YOUR ASSIGNMENT:
Below are the entries. Set down exactly the line containing "deadline reached, abandoning" and each line after it.

PROVIDED MATERIAL:
↓↓↓

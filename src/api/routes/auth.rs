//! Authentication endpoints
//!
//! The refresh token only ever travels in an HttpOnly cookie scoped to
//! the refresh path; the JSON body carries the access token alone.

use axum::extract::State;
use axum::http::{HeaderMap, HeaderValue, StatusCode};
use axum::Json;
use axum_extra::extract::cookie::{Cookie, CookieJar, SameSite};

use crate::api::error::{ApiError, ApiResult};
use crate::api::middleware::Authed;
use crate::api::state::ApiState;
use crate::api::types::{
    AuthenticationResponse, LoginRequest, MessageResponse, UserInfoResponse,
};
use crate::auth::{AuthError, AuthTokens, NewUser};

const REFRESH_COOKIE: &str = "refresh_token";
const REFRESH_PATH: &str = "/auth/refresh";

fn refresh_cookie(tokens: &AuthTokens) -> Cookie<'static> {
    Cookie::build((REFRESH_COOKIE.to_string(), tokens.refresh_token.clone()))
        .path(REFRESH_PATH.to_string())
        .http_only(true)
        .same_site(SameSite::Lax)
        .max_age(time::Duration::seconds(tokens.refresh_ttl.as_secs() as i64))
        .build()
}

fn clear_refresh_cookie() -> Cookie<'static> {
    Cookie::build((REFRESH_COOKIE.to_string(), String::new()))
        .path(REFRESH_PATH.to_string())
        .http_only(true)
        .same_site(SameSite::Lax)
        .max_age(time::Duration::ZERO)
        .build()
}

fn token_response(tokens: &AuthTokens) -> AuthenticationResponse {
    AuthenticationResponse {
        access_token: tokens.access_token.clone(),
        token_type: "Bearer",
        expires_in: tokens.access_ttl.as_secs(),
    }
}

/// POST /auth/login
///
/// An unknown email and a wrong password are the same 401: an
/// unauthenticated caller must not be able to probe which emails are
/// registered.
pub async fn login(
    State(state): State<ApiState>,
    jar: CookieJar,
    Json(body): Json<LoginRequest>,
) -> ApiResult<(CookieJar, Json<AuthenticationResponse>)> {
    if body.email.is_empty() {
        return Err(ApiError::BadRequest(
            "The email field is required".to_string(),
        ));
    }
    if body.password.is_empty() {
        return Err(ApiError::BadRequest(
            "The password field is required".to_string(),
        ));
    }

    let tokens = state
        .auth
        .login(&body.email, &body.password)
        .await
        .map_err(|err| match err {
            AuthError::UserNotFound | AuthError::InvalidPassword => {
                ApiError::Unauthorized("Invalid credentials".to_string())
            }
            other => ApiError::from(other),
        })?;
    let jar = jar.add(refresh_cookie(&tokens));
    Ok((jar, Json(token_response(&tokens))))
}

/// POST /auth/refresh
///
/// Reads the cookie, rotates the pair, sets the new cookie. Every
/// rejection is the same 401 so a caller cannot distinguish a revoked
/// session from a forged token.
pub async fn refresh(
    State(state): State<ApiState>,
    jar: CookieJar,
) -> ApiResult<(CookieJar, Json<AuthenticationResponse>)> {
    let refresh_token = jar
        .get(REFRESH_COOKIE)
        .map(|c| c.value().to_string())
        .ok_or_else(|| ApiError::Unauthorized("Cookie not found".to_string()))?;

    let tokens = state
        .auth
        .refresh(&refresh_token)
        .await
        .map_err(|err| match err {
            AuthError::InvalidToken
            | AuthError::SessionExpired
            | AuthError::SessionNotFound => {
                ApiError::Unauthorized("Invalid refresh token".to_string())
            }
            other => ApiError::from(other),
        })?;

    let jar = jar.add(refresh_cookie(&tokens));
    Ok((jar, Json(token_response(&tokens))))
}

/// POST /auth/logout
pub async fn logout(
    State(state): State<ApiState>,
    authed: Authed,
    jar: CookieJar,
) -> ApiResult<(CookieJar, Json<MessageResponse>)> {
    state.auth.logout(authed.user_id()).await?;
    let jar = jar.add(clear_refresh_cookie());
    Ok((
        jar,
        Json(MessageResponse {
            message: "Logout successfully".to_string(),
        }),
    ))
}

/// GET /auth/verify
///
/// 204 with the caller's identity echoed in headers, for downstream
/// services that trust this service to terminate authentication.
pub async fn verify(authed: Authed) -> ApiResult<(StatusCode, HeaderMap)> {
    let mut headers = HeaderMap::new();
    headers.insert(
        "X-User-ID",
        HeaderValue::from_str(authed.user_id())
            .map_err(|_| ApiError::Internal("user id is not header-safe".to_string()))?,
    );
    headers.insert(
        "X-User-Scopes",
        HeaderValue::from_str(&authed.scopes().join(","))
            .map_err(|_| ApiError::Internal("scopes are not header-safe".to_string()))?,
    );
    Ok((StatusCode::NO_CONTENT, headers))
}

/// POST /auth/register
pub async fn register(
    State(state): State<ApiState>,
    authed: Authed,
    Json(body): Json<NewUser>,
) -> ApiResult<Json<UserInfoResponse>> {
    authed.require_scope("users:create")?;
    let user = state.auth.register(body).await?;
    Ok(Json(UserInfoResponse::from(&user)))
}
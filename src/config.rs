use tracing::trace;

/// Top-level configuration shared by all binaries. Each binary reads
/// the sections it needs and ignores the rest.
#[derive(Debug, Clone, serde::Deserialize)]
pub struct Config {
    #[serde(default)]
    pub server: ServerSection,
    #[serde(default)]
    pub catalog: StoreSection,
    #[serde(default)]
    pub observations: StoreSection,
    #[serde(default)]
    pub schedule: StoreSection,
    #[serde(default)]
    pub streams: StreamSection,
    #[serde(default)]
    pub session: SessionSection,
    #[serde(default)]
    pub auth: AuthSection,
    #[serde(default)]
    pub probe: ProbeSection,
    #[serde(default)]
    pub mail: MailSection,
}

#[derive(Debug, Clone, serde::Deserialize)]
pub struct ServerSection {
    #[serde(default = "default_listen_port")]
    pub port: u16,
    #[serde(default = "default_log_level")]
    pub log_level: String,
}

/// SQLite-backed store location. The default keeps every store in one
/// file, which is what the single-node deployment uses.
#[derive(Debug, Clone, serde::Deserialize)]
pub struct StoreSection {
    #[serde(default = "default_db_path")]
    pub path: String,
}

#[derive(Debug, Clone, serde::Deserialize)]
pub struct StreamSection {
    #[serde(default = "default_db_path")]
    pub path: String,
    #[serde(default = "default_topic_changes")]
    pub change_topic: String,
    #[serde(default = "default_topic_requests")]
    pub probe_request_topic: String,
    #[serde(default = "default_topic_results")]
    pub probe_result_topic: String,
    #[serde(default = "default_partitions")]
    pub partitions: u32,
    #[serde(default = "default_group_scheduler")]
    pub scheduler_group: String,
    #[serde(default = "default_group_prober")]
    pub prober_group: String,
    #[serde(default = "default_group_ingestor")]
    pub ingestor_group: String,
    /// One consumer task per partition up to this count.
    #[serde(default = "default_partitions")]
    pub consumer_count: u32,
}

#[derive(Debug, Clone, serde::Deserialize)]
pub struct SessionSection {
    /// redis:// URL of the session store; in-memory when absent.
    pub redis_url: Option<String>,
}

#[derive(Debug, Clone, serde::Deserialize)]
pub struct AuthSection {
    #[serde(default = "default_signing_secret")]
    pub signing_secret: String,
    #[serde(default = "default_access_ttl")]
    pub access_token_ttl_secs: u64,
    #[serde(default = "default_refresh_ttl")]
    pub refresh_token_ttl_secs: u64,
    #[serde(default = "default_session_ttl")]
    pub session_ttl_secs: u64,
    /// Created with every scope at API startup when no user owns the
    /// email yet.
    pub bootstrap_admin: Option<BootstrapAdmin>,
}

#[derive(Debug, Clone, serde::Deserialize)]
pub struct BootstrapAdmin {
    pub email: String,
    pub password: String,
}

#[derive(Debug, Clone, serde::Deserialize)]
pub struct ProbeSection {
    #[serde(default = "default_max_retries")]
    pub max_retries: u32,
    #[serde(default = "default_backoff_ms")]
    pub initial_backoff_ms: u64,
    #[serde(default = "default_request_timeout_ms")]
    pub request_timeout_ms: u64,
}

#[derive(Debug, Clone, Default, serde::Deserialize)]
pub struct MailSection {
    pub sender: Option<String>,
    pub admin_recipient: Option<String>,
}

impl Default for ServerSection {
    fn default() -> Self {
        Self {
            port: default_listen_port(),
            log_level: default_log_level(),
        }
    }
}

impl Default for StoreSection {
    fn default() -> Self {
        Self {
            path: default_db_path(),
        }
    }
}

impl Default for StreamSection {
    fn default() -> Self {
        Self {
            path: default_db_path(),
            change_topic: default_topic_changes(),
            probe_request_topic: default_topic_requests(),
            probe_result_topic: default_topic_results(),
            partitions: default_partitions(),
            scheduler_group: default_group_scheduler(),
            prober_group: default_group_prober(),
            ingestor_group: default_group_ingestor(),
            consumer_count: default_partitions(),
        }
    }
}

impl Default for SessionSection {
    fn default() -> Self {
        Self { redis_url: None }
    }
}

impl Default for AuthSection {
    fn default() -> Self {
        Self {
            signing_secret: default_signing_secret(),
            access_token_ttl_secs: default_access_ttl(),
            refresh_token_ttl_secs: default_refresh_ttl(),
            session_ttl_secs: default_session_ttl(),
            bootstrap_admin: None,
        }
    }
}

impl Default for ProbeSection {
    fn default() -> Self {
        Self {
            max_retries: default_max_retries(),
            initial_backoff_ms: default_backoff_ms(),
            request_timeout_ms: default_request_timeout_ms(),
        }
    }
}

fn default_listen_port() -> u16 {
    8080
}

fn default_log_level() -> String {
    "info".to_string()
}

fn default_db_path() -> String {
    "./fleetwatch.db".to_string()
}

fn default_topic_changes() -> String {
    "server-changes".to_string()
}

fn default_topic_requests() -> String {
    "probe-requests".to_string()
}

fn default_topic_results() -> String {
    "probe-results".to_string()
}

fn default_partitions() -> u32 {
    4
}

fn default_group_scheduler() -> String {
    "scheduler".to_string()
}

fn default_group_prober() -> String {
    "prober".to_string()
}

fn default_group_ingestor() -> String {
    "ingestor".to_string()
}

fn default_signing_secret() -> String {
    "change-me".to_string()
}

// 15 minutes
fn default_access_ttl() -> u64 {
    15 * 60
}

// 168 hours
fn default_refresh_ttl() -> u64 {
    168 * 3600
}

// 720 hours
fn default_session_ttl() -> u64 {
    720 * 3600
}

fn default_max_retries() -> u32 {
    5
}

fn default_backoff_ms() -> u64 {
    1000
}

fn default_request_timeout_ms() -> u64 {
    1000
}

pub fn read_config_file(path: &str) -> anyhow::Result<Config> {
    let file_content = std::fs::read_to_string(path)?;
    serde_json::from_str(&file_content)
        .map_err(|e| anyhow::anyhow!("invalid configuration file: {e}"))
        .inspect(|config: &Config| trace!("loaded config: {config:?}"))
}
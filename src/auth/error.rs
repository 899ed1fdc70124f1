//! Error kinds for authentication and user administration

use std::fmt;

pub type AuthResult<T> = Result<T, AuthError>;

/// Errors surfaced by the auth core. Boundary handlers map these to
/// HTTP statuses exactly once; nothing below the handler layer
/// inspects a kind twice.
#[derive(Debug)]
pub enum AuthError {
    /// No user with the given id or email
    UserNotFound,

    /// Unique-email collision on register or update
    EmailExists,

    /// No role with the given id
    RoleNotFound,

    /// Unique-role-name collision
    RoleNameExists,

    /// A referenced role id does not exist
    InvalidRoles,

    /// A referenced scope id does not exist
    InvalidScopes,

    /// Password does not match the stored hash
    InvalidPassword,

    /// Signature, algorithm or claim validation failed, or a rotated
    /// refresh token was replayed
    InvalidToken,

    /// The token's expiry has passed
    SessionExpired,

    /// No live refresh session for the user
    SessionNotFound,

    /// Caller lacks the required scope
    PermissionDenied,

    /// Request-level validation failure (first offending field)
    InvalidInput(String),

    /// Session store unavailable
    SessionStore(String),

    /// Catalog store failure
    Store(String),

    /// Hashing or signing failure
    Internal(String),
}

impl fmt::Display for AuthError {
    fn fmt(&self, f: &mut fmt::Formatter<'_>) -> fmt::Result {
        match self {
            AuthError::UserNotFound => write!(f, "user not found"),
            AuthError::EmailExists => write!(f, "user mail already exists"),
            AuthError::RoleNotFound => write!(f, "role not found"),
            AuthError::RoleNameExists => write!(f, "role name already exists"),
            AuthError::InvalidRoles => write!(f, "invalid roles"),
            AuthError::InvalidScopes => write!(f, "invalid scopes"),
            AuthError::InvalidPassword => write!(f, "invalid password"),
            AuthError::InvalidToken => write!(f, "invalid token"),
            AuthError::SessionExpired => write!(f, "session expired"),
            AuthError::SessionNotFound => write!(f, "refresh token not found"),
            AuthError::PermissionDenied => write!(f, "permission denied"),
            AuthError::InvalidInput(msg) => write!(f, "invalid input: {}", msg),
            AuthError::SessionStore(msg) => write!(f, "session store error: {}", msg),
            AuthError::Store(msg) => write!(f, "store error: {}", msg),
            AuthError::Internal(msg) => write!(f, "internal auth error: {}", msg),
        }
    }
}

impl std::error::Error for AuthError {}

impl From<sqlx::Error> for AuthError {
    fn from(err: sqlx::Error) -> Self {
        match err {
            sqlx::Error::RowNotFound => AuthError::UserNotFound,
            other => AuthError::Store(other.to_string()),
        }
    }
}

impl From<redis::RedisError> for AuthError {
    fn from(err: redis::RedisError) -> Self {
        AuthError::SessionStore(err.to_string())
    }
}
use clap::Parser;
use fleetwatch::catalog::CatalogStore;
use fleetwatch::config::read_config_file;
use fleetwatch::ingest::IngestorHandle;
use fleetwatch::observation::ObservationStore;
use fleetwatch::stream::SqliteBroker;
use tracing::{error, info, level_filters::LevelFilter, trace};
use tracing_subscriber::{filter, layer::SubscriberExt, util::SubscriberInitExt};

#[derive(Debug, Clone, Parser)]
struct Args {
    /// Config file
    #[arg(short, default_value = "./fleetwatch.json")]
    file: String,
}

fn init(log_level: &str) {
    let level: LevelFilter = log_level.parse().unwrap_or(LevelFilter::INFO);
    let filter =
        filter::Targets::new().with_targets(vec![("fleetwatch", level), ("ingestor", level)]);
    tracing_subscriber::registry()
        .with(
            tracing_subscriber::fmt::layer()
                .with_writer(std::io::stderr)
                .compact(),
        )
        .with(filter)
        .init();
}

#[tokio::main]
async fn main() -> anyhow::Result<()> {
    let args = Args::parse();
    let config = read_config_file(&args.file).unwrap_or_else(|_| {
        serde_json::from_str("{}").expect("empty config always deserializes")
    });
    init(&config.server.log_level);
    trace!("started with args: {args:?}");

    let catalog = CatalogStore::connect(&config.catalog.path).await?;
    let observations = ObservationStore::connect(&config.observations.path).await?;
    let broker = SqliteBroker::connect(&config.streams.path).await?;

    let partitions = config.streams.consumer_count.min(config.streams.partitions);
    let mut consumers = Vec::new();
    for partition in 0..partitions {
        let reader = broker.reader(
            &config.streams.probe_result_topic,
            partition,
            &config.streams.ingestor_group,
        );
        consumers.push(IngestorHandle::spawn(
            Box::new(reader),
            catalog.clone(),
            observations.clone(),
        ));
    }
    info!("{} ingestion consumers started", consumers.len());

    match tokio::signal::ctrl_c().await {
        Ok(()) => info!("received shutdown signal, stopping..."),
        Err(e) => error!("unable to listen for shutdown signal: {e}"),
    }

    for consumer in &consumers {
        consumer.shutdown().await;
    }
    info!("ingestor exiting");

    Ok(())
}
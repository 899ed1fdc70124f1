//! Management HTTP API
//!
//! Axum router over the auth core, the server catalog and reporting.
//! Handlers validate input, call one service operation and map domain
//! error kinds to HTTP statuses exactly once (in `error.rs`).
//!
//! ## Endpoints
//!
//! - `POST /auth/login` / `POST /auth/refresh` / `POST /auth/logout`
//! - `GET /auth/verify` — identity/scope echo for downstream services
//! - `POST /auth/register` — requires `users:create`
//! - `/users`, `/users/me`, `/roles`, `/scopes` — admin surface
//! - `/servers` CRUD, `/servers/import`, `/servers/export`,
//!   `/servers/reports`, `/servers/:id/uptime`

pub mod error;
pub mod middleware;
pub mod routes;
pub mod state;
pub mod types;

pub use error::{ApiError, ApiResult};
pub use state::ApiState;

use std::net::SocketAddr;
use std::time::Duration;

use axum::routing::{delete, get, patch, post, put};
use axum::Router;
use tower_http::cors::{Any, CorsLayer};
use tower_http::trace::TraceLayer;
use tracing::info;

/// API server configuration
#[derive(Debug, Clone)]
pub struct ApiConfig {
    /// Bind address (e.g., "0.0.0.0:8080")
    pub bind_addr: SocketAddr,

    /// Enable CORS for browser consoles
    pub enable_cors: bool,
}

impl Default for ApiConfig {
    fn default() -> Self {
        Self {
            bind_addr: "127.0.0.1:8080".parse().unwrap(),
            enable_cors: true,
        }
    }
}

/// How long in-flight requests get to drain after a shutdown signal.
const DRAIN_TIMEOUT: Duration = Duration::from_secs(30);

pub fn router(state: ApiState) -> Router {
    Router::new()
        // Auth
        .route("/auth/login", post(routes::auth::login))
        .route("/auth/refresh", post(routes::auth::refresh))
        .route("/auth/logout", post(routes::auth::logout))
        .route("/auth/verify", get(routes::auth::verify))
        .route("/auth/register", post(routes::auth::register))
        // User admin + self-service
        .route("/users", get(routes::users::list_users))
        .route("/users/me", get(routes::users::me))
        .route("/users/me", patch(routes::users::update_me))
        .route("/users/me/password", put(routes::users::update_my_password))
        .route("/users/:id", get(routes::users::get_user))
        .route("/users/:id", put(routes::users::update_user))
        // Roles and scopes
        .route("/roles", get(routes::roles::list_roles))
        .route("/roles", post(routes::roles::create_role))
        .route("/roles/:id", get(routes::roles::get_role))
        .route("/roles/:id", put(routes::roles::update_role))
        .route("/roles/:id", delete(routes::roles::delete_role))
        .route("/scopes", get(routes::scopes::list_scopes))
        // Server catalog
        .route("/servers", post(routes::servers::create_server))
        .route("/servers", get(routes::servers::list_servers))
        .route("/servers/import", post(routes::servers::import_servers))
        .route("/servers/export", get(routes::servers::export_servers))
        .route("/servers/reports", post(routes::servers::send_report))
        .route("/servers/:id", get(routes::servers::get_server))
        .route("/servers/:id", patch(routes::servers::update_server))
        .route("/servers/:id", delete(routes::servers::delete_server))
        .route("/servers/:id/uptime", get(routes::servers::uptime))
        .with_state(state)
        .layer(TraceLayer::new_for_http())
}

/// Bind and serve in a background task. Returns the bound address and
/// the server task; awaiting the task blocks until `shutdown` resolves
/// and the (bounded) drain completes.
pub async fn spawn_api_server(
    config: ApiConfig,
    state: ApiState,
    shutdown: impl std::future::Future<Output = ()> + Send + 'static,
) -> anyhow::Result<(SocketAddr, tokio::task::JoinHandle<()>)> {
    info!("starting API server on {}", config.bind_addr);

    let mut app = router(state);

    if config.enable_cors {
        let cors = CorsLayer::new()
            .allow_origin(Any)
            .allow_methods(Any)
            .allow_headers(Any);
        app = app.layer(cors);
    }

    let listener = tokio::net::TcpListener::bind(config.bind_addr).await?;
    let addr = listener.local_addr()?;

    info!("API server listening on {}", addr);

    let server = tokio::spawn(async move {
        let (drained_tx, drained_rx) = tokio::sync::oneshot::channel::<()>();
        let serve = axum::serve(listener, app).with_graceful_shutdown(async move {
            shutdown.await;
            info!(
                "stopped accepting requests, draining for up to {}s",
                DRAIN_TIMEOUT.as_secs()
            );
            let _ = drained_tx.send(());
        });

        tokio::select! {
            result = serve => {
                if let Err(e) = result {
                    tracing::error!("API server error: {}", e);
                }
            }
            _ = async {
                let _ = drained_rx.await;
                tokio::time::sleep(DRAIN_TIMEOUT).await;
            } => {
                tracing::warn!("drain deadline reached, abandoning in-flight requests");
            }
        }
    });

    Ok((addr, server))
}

↑↑↑

TASK SOLUTION:
                tracing::warn!("drain deadline reached, abandoning in-flight requests");
            }
        }
    });

    Ok((addr, server))
}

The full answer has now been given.